And yes, I am opposed, because the two documents are fundamentally different in my mind. Perhaps you, or someone else, might try to persuade me otherwise?

 

I would like to show that my argument does hold up, however I first must reply to the assertion that I do not wish to have the OT and NT together in one book. I would no sooner separate the OT from the NT than my right hand from my arm. If one had read my first post, it would be clear that I support the joining of two modules together for a user to, in fact, use the LXX and GNT as one (this was the idea that Helen had suggested). My position is against the LXX and GNT being together as a single module.

 

Now, as to my argument: For certain both texts are the word of God and the biblical text, however, the documents that they exist as (this is to say, the LXX and the GNT-NA, or whichever GNT, are distinct documents; the argument does not pertain to the Old Testament and its text or the New Testament and its text), were created in different ways and represent very a very different reality. The LXX a document that was composed as a book in and of itself in Greek through that great mysterious project of its inception. We have a fixed form in Ralph's LXX here in Accordance. It represents, effectively, the work of one man (with a few editorial updates).

 

Now, if we look at the GNT, it is a composite text put together by a team and is continually undergoing revision and updating - major changes in the text through its editions. And besides, it represents not one literary project, but many separate books that were not created together in Greek. But besides that, the GNT (whichever one) was not published to be together with the LXX.

 

Perhaps to many, these would not be large differences, but I see them as fundamentally different.

 

Now, as for the RSV OT and the RSV NT - they do, of course, deserve to be in the same module, for they were translated by a single team for a publisher which published them together. What I have in my mind is that they project, from its inception, was intended for being published as a whole. Whereas for the the LXX and GNT, they were not projects intended to be lumped together.

 

Well, Joe, that's more than I wanted to say at 1 in the morning... but there it is. I hope it clear enough.

 

Be well,

 

Peace,

 

-Gord

 

 

 

 

Dissension? As in, you don't want such a thing to exist in the world for those who would like to use it? Or were you just being hyperbolic for effect?

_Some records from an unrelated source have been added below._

//! Averages, simple probability and data interpretation.

use rand::RngCore;

use super::diagram::{Anchor, Svg};
use super::{int, pick, simplify_fraction};
use crate::model::{Answer, Generated, Question};

/// Mean of four to seven values; left unrounded for a tolerance check.
pub fn mean(rng: &mut dyn RngCore) -> Generated {
    let count = int(rng, 4, 7);
    let values: Vec<i64> = (0..count).map(|_| int(rng, 1, 50)).collect();
    let sum: i64 = values.iter().sum();
    let listed = values
        .iter()
        .map(ToString::to_string)
        .collect::<Vec<_>>()
        .join(", ");
    Generated::Ready(Question::new(
        format!(
            "Calculate the mean (average) of the following numbers: {listed}.\n(Round to 2 decimal places if necessary)."
        ),
        Answer::number(sum as f64 / count as f64),
    ))
}

const DICE_EVENTS: [(&str, i64); 6] = [
    ("rolling an even number", 3),
    ("rolling a number greater than 4", 2),
    ("rolling a prime number (2, 3, 5)", 3),
    ("rolling a multiple of 3 (3, 6)", 2),
    ("rolling a 5", 1),
    ("rolling a number less than 3", 2),
];

/// Probability of a named event on one roll of a fair die.
pub fn dice_probability(rng: &mut dyn RngCore) -> Generated {
    let (event, favourable) = *pick(rng, &DICE_EVENTS);
    Generated::Ready(Question::new(
        format!(
            "A standard fair six-sided die is rolled once. What is the probability of {event}?\n(Give answer as a fraction e.g. a/b or a whole number)"
        ),
        Answer::text(simplify_fraction(favourable, 6)),
    ))
}

/// Probability of drawing a colour from a bag of marbles.
pub fn marble_probability(rng: &mut dyn RngCore) -> Generated {
    let total = int(rng, 8, 20);
    let favourable = int(rng, 1, total - 1);
    let colour = *pick(rng, &["red", "blue", "green", "yellow"]);
    Generated::Ready(Question::new(
        format!(
            "A bag contains {total} marbles. {favourable} are {colour}. What is the probability of picking a {colour} marble?\n(Give answer as a fraction e.g. a/b)"
        ),
        Answer::text(simplify_fraction(favourable, total)),
    ))
}

const PETS: [&str; 3] = ["Cats", "Dogs", "Birds"];

/// Read one bar of a small column graph.
pub fn interpret_column_graph(rng: &mut dyn RngCore) -> Generated {
    let values: Vec<i64> = PETS.iter().map(|_| int(rng, 2, 10)).collect();
    let asked = usize::try_from(int(rng, 0, 2)).unwrap_or(0);
    let data = PETS
        .iter()
        .zip(&values)
        .map(|(pet, value)| format!("{pet}={value}"))
        .collect::<Vec<_>>()
        .join(", ");

    let (bar, gap, base, unit) = (30.0, 20.0, 130.0, 10.0);
    let mut svg = Svg::new(170.0, 150.0, 200);
    svg.line(20.0, 10.0, 20.0, base).line(20.0, base, 160.0, base);
    for (i, (pet, value)) in PETS.iter().zip(&values).enumerate() {
        let x = 20.0 + gap / 2.0 + i as f64 * (bar + gap / 2.0 + 10.0);
        let h = *value as f64 * unit;
        svg.rect(x, base - h, bar, h, "rgba(0,123,255,0.3)")
            .text(x + bar / 2.0, base + 10.0, Anchor::Middle, pet);
    }
    Generated::Ready(
        Question::new(
            format!("How many people chose {}?\nGraph Data: {data}.", PETS[asked]),
            Answer::number(values[asked] as f64),
        )
        .with_diagram(svg.finish()),
    )
}

/// Every outcome of flipping a coin and spinning a small spinner.
pub fn list_outcomes(rng: &mut dyn RngCore) -> Generated {
    let sections = int(rng, 2, 4);
    let labels: Vec<String> = (1..=sections).map(|n| n.to_string()).collect();
    let outcomes = ["Head", "Tail"]
        .iter()
        .flat_map(|side| labels.iter().map(move |label| format!("{side}-{label}")))
        .collect::<Vec<_>>()
        .join(", ");
    Generated::Ready(Question::new(
        format!(
            "A coin is flipped and a {sections}-sided spinner ({}) is spun. List all outcomes (e.g., Head-1). Use comma+space separation.",
            labels.join(",")
        ),
        Answer::text(outcomes),
    ))
}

Surely what you mean is, you won't care to use it. But I'm "for" Accordance features that I think will make users happy, whether I care to use them or not.

 

And anyhow, you're argument doesn't really hold up. A GNT and a LXX are very much very different pieces of literature, but no more so than an RSV OT and an RSV NT. I could argue, even less so. At the least, you're argument should mean I wouldn't want any OT and NT's together.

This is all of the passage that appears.